2023-11-15 | 世界共同体通覧―未来世界地図―[補訂版]

一 汎西方アジア‐インド洋域圏

(5)中央アラビア

(ア)成立経緯
君主国のサウジアラビアとクウェート、バーレーン、カタールが統合され結成される統合領域圏。いずれの君主制も廃止される。ただし、旧サウジ領内にあったイスラーム教聖地メッカは世界共同体との条約に基づき独立宗教自治市として分立したうえ、旧王家のサウード家が世襲の総督として統治することが認められる。

(イ)社会経済状況
統合される旧四か国は主権国家時代には中東の中心的な産油国として繁栄したが、石油資源の管理が世界共同体に移行し、産業構造の転換を強いられたことで、統合の機運が生じる。計画経済下で、特に工場栽培を含めた農業開発が進行しているほか、自動車生産などの新規分野にも注力する。

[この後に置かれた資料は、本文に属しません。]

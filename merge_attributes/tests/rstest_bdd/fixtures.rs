//! Shared fixtures for the behavioural suite.

use merge_attributes::TokenListAttributes;
use rstest::fixture;
use rstest_bdd::Slot;
use rstest_bdd_macros::ScenarioState;
use serde_json::{Map, Value};

/// Scenario state shared between the attribute merge steps.
#[derive(Debug, Default, ScenarioState)]
pub struct MergeState {
    /// Inputs in the order the scenario declared them.
    pub inputs: Slot<Vec<Value>>,
    /// Token-list override, when a step configured one.
    pub token_lists: Slot<TokenListAttributes>,
    /// Whether token deduplication was requested.
    pub dedupe: Slot<bool>,
    /// Result of the most recent merge.
    pub merged: Slot<Map<String, Value>>,
}

/// Creates a clean merge state for each scenario.
#[fixture]
pub fn merge_state() -> MergeState {
    MergeState::default()
}
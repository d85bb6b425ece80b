//! Extensions for mapping `serde_json` failures onto `MergeResult` concisely.
//!
//! `serde_json::Error` surfaces both when rendering caller values and when
//! parsing configuration documents, so the variant cannot be picked by a
//! blanket `From` conversion. These helpers name the intent at the call site.

use crate::{MergeAttributesError, MergeResult};

/// Routes a `serde_json` failure to the matching [`MergeAttributesError`].
pub(crate) trait JsonResultExt<T> {
    /// Treat the failure as an input rendering error.
    fn into_serialize_err(self) -> MergeResult<T>;

    /// Treat the failure as a configuration document error.
    fn into_config_err(self) -> MergeResult<T>;
}

impl<T> JsonResultExt<T> for Result<T, serde_json::Error> {
    fn into_serialize_err(self) -> MergeResult<T> {
        self.map_err(MergeAttributesError::serialize)
    }

    fn into_config_err(self) -> MergeResult<T> {
        self.map_err(MergeAttributesError::config_json)
    }
}
//! Example component helper that layers caller attributes over its defaults.
//!
//! A `button` helper owns a base class list and a Stimulus controller. Callers
//! pass their own attributes; the helper merges them so classes and
//! controllers accumulate while every other key can be overridden.

use std::io::{self, Write};

use merge_attributes::{AttributeMerge, MergeOptions};
use serde_json::{Map, Value, json};

/// Attributes every button starts from.
fn button_defaults(variant: &str) -> Value {
    json!({
        "type": "button",
        "class": ["btn", format!("btn-{variant}")],
        "data": {"controller": "button"},
    })
}

/// Merge caller attributes over the defaults for `variant`.
fn button_attributes(options: &MergeOptions, variant: &str, caller: Value) -> Map<String, Value> {
    AttributeMerge::new(button_defaults(variant))
        .extra(caller)
        .options(options.clone())
        .merge()
}

/// Render merged attributes in `key="value"` form, flattening `data` keys.
fn render(attrs: &Map<String, Value>) -> String {
    let mut parts = Vec::new();
    for (key, value) in attrs {
        match value {
            Value::Object(nested) => {
                for (inner, inner_value) in nested {
                    parts.push(format!("{key}-{inner}=\"{}\"", plain(inner_value)));
                }
            }
            Value::Bool(true) => parts.push(key.clone()),
            Value::Bool(false) | Value::Null => {}
            other => parts.push(format!("{key}=\"{}\"", plain(other))),
        }
    }
    parts.join(" ")
}

fn plain(value: &Value) -> String {
    match value {
        Value::String(text) => text.clone(),
        other => other.to_string(),
    }
}

fn main() -> io::Result<()> {
    let options = MergeOptions::new().with_dedupe_tokens(true);
    let save = button_attributes(
        &options,
        "primary",
        json!({
            "type": "submit",
            "class": "btn wide",
            "data": {"controller": "tooltip", "action": "click->form#submit"},
            "disabled": false,
        }),
    );
    let cancel = button_attributes(&options, "secondary", json!({"data": {"turbo": false}}));

    let stdout = io::stdout();
    let mut handle = stdout.lock();
    writeln!(handle, "<button {}>Save</button>", render(&save))?;
    writeln!(handle, "<button {}>Cancel</button>", render(&cancel))?;
    Ok(())
}

#[cfg(test)]
mod tests {
    use serde_json::json;

    use super::{MergeOptions, button_attributes, render};

    #[test]
    fn caller_classes_extend_the_defaults() {
        let options = MergeOptions::new().with_dedupe_tokens(true);
        let attrs = button_attributes(&options, "primary", json!({"class": "btn wide"}));
        assert_eq!(attrs.get("class"), Some(&json!("btn btn-primary wide")));
        assert_eq!(
            render(&attrs),
            "type=\"button\" class=\"btn btn-primary wide\" data-controller=\"button\""
        );
    }
}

革命後は人口の大きな部分を構成した外国人労働者が去るため、外国人依存の労働構造が消滅することも旧四か国統合の動因となる。

(ウ)政治制度
四か国の完全な統合によって成立するため、統一的な民衆会議制度が導入される。かつては厳しく制約された女性の参政権も完全に認められる。イスラーム伝統のシャリーア法による司法は否定されないが、民事分野の一部に限定される。クウェート、カタールの首長家、バーレーンの王家は儀礼的称号のみ残して一般公民化される。

(エ)特記
人口の相当数を占めていた在留外国人労働者は領域民として統合されるか、帰還するかの選択権を与えられる。

☆別の可能性
専制君主体制に対する国民の不満や怨嗟が蓄積しているとすれば、旧四君主国、中でもサウジアラビアでの革命は君主の処刑に象徴される流血の革命となる可能性もなしとしない。逆に、専制君主体制が強固な自己保存性を持つならば、革命は不発に終わり、革命化未成領域として残存する可能性もある。他方、旧主権国家のクウェート、バーレーン、カタールが高度な自治権を保持する準領域圏となる複合領域圏として統合される可能性もある。

 

(6)湾岸アラビア

(ア)成立経緯
アラビア半島の旧湾岸君主制諸国のうち、アラブ首長国連邦(UAE)とオマーンが統合して成立する連合領域圏。いずれにおいても君主制は廃止される。

(イ)社会経済状況
石油依存の経済体制を脱し、経済計画に基づく多角的な産業構造への転換を志向する点で、中央アラビアと共通する。中央アラビアとは経済協力協定を締結し、共通経済圏を構成する。ここでも革命後は人口の大きな部分を構成した外国人労働者が去るため、外国人依存の労働構造が消滅することもオマーンを含めた連合形成の動因となる。

(ウ)政治制度
連合民衆会議は、旧アラブ首長国連邦を構成した7つの構成主体にオマーンを加えた8個の準領域圏を代表する代議員で構成される。中央アラビア同様、女性参政権が完全に認められる。アブダビは、汎西方アジア‐インド洋域圏全体の政治代表都市ともなる。かつて各国に存在した首長家または王家はいずれも儀礼的な称号のみ残して一般公民化される。

(エ)特記
中央アラビアと同様、湾岸アラビアを特徴づける人口の相当数を占めていた在留外国人労働者は領域民として統合されるか、帰還するかの選択権を与えられる。

☆別の可能性
連合領域圏ではなく、中央アラビアと同様に統合領域圏を形成する可能性もある。または、統合領域圏となる旧UAEとオマーンとで合同領域圏を形成する可能性もある。一方で、旧君主国の一部または全部で革命が不発に終わり、革命化未成領域として残存する可能性もなしとしない。